Tobias Thejll-MadsenPsychology student, Class of 2018

Below are some examples of projects that students have completed as part of the course.

Psychology in schools

Students worked with teachers to deliver Introduction to Psychology sessions at Craigroyston High School. Topics covered included the brain, prejudice, mental health awareness and building emotional resilience. These topics all helped young people to better understand how psychology applies to them in the real world. As well as the sessions themselves, students developed lesson plans, activities, and open access resource for teachers.

Psychology topics brought to high school pupils

Psychology methodology can seem intimidating and may act as a barrier to people who are considering Psychology as a degree. For one project, students developed and delivered workshops on psychology methods for high schools. These sessions allowed high school students to try out psychology methods first hand, by designing and carrying out their own research.
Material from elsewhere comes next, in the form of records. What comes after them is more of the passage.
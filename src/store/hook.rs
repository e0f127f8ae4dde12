//! # Lifecycle hooks.
//!
//! A [`Hook`] is an async callback run by the link actor around the socket
//! lifecycle of a store:
//!
//! - `before_open` runs before every connect attempt (refresh a token, wait for a prerequisite);
//! - `on_open` runs after the socket opened and before the pending frame is flushed;
//! - `on_close` runs after the socket closed, before the reconnect delay.
//!
//! [`HookFn`] wraps a closure that produces a fresh future per call.
//!
//! ## Example
//! ```rust
//! use wirestate::{Hook, HookFn};
//!
//! let hook = HookFn::arc(|| async {
//!     // request a full state dump, refresh auth, ...
//! });
//! let _fut = hook.call();
//! ```

use std::future::Future;
use std::pin::Pin;
use std::sync::Arc;

/// Boxed future returned by [`Hook::call`].
pub type BoxHookFuture = Pin<Box<dyn Future<Output = ()> + Send + 'static>>;

/// Async lifecycle callback.
///
/// Hooks run inside the link actor: a hook that never completes stalls that
/// store's connection (but `before_open` / `on_open` are abandoned on teardown).
pub trait Hook: Send + Sync + 'static {
    /// Produces the future for one invocation.
    fn call(&self) -> BoxHookFuture;
}

/// Function-backed hook.
#[derive(Debug)]
pub struct HookFn<F> {
    f: F,
}

impl<F> HookFn<F> {
    /// Creates a new function-backed hook.
    pub fn new(f: F) -> Self {
        Self { f }
    }

    /// Creates the hook and returns it as a shared handle.
    pub fn arc(f: F) -> Arc<Self> {
        Arc::new(Self::new(f))
    }
}

impl<F, Fut> Hook for HookFn<F>
where
    F: Fn() -> Fut + Send + Sync + 'static,
    Fut: Future<Output = ()> + Send + 'static,
{
    fn call(&self) -> BoxHookFuture {
        Box::pin((self.f)())
    }
}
Other students developed a part-exhibition, part-workshop on the psychology of perception for primary school students. This was designed to introduce learners to psychology at a young age and involved a class trip to the University of Edinburgh where they interacted with current Psychology students.

Celebrating diversity

Storyboard scenes from student project animation about Attachment Disorder
Storyboard scenes from student project animation about Attachment Disorder

Children with attachment difficulties often display communication and social behaviours that are mistaken for other conditions such as autism. These sort of attachment difficulties are especially common in children who have had challenging backgrounds. In this project, students designed a website and animated video to provide more information about possible behaviours, aimed at adoptive and foster parents.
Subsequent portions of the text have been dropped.